TASK GOAL: Every line of the records below that has the word "Normal" should be copied.

DATA EXTRACTS:
◇ ◇ ◇ ◇ ◇

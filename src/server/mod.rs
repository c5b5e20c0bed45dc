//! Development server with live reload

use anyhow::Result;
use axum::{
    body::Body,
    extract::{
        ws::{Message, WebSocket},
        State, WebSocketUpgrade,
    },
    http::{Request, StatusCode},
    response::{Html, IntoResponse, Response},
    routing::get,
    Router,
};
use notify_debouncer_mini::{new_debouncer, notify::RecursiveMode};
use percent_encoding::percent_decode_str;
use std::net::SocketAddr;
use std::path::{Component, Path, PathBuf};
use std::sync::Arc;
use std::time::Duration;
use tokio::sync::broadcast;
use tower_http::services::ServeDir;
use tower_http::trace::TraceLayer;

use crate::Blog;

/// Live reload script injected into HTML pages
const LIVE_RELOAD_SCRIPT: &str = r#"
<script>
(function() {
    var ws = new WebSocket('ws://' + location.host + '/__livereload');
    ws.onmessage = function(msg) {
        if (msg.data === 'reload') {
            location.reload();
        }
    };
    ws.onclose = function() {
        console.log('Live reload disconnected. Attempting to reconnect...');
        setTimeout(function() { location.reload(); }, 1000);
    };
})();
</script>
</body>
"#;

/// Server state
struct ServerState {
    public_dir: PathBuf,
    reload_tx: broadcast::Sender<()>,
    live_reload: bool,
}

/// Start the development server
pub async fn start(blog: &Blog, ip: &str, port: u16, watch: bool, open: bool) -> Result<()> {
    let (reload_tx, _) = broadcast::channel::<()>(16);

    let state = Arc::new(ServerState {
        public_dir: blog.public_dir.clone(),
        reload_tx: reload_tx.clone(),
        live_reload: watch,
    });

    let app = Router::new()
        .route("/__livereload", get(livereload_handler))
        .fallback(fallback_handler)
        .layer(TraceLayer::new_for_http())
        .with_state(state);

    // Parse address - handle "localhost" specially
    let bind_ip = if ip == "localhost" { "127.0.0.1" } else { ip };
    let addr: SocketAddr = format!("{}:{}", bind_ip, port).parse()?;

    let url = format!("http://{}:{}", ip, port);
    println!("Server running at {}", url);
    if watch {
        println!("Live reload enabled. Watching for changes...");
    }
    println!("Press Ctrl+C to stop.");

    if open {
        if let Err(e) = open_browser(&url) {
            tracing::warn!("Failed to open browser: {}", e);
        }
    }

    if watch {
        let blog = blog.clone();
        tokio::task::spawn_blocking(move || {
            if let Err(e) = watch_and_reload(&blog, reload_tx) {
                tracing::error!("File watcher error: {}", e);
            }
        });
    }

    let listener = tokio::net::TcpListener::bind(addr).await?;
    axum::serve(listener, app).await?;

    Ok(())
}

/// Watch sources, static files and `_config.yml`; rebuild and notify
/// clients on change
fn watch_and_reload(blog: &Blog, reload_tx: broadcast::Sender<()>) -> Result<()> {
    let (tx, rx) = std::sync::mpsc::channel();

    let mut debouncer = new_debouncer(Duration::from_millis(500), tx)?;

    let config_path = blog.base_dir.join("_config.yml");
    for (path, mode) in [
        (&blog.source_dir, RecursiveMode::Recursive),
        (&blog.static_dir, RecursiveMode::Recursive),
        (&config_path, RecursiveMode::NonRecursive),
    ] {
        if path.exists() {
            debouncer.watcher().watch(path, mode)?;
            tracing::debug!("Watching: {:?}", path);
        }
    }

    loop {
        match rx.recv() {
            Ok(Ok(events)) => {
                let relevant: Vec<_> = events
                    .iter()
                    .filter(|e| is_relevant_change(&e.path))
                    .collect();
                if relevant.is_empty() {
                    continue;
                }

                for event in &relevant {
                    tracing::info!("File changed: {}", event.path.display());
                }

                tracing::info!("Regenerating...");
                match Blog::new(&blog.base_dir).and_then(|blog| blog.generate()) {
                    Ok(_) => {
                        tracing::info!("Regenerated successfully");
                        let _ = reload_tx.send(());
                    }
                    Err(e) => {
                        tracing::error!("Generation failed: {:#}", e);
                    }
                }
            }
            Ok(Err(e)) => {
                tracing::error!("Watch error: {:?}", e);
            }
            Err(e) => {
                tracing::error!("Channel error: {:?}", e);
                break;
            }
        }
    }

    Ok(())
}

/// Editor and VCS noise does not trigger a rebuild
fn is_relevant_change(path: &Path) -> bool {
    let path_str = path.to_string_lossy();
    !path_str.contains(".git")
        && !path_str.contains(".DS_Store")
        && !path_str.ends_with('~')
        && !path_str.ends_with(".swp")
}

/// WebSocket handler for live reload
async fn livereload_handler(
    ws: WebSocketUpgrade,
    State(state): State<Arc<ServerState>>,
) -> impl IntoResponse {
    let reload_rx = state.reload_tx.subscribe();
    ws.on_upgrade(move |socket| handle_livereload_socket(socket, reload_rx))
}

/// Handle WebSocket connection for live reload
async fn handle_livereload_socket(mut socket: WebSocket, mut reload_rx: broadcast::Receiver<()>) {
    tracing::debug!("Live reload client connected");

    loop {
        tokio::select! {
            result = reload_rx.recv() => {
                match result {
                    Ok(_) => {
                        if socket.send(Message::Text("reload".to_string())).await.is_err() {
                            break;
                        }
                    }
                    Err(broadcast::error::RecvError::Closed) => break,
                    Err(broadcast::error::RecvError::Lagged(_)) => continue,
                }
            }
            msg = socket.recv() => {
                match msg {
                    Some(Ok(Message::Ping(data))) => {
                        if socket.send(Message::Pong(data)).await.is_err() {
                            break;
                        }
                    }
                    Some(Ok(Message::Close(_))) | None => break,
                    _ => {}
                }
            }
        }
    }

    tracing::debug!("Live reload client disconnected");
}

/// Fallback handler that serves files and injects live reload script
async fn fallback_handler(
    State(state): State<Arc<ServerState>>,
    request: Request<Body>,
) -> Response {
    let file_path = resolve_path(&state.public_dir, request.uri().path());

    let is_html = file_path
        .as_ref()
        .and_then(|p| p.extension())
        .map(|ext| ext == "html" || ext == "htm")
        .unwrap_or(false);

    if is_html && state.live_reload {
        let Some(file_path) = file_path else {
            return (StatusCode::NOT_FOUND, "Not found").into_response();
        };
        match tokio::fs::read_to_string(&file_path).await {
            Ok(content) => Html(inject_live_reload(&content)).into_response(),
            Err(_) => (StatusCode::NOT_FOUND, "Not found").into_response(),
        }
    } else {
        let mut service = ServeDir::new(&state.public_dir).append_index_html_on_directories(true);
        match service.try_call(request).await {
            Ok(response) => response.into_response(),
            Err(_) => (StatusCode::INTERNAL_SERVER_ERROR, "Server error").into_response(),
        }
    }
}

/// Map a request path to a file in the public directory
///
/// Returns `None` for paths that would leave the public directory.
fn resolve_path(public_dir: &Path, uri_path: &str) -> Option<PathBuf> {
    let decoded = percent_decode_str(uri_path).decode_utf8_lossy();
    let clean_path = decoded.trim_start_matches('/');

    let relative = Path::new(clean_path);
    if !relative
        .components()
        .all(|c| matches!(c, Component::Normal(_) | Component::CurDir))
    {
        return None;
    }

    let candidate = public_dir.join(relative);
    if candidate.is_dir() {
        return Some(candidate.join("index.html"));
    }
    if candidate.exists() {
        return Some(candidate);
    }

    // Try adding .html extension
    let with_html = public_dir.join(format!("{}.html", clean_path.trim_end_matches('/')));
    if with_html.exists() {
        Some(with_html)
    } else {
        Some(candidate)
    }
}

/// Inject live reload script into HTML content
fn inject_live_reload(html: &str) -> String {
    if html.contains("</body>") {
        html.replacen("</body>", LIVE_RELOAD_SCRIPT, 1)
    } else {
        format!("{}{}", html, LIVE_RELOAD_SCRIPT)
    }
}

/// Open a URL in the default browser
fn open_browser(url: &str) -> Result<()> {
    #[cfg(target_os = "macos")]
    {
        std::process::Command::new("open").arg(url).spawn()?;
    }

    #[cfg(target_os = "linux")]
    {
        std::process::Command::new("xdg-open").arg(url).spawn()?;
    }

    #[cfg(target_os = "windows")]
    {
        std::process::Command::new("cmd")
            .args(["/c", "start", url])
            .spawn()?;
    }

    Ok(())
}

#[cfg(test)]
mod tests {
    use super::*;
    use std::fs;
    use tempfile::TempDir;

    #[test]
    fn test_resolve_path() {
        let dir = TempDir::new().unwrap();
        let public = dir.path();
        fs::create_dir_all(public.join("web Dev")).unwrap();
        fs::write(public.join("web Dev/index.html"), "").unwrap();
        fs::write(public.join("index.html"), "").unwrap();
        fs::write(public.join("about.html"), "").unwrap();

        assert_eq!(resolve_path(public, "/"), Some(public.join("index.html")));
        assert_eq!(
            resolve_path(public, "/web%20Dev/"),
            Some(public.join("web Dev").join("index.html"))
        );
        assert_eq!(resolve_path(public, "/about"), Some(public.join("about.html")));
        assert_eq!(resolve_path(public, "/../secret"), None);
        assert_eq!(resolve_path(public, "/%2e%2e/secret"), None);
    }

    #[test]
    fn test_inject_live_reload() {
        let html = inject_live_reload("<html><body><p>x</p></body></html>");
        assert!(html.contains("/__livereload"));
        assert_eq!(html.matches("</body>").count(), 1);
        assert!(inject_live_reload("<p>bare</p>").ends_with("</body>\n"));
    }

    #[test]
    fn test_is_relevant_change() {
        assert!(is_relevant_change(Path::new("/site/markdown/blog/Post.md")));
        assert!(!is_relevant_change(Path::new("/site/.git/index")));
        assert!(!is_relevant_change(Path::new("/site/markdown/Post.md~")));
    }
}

◇ ◇ ◇ ◇ ◇

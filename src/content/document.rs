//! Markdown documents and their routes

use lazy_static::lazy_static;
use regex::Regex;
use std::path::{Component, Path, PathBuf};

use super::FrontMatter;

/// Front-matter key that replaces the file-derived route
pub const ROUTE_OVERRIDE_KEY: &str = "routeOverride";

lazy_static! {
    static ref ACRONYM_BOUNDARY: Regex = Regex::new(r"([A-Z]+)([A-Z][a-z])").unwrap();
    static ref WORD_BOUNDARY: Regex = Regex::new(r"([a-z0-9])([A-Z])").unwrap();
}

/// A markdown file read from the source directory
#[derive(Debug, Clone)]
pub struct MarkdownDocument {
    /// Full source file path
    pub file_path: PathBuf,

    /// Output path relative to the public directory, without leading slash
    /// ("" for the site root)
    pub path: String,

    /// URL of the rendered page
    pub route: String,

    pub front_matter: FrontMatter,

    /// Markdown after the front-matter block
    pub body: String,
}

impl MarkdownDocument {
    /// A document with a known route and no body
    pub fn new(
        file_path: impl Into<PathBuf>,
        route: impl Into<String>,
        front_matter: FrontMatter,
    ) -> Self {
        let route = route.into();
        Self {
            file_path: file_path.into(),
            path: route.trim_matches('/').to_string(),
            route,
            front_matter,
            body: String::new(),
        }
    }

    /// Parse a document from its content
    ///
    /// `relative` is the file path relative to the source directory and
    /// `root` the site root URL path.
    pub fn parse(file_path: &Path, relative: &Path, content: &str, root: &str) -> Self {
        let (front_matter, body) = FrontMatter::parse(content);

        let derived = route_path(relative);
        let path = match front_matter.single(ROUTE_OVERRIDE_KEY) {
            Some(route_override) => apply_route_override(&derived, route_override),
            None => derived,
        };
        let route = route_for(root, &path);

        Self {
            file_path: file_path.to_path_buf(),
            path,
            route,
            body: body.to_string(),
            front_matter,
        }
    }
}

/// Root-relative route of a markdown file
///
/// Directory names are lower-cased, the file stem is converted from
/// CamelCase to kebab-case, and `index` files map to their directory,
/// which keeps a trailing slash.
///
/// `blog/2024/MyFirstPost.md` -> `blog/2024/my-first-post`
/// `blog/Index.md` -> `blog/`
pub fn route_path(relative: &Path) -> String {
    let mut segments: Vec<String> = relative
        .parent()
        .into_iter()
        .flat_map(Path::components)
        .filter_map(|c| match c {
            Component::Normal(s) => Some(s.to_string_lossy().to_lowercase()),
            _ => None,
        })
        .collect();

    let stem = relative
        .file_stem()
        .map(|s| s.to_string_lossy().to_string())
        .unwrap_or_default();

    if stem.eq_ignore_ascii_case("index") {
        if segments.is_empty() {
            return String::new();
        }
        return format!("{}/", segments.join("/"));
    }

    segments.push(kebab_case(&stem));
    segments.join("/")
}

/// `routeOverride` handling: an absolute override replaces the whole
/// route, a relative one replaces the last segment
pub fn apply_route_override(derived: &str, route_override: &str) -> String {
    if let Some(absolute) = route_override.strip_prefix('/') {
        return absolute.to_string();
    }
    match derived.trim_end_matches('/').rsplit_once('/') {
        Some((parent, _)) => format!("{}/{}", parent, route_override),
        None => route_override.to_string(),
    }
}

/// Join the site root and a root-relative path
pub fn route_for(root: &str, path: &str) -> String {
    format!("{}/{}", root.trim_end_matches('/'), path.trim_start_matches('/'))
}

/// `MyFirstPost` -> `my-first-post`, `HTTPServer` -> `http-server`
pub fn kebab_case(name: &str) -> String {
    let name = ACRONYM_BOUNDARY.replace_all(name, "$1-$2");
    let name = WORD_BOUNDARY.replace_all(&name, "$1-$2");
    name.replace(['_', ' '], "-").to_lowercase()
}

◇ ◇ ◇ ◇ ◇

THE COMPLETED TASK:
        .all(|c| matches!(c, Component::Normal(_) | Component::CurDir))
            Component::Normal(s) => Some(s.to_string_lossy().to_lowercase()),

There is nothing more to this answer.